==== RECORDS FOR THE TASK ====
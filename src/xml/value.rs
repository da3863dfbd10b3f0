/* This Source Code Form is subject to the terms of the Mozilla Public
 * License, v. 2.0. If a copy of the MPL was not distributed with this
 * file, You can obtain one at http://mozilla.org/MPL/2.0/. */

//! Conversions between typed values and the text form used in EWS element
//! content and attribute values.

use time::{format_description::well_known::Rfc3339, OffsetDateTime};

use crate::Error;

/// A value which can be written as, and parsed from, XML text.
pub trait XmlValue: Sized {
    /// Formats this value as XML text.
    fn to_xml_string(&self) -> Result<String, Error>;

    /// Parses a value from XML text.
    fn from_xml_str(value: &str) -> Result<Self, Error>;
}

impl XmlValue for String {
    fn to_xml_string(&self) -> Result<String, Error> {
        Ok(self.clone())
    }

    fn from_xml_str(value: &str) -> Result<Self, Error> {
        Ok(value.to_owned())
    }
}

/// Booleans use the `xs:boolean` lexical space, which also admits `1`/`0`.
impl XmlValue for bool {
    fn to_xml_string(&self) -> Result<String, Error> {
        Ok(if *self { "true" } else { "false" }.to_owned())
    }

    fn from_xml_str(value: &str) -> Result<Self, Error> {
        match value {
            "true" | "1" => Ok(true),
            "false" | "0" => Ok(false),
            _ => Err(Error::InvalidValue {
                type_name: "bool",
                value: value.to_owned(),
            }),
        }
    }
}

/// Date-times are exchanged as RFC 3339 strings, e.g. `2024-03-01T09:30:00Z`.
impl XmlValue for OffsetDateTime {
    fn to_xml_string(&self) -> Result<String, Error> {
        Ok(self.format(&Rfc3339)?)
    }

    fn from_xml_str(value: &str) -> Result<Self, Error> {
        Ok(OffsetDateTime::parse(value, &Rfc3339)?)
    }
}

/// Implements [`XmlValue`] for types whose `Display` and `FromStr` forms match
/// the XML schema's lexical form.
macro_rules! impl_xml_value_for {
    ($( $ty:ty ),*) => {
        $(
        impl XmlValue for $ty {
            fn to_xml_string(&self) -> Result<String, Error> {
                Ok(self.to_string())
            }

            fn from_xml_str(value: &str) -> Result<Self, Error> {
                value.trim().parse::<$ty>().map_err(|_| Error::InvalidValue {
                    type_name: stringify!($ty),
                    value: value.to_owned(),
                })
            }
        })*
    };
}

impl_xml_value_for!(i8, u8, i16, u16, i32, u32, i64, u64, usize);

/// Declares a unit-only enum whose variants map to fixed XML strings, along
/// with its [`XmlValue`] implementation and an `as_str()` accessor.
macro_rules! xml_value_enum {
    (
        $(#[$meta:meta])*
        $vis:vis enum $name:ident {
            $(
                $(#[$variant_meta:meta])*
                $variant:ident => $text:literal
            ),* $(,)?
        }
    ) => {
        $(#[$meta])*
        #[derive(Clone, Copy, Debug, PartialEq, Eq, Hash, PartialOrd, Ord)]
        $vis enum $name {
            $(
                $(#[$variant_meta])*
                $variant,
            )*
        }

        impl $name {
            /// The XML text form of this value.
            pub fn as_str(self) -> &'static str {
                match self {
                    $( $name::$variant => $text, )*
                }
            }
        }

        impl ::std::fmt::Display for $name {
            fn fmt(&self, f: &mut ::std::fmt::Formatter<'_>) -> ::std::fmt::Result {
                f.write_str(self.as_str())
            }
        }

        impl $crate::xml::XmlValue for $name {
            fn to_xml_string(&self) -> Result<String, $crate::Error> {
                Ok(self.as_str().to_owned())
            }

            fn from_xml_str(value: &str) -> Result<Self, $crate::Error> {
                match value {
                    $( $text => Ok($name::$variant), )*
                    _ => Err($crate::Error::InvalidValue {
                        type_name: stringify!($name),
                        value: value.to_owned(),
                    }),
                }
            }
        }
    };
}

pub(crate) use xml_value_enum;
====
PROBLEM:
If a line in the entries above contains the word "text", copy it.

EXERCISE SOLUTION:
//! Conversions between typed values and the text form used in EWS element
/// A value which can be written as, and parsed from, XML text.
    /// Formats this value as XML text.
    /// Parses a value from XML text.
                $variant:ident => $text:literal
            /// The XML text form of this value.
                    $( $name::$variant => $text, )*
                    $( $text => Ok($name::$variant), )*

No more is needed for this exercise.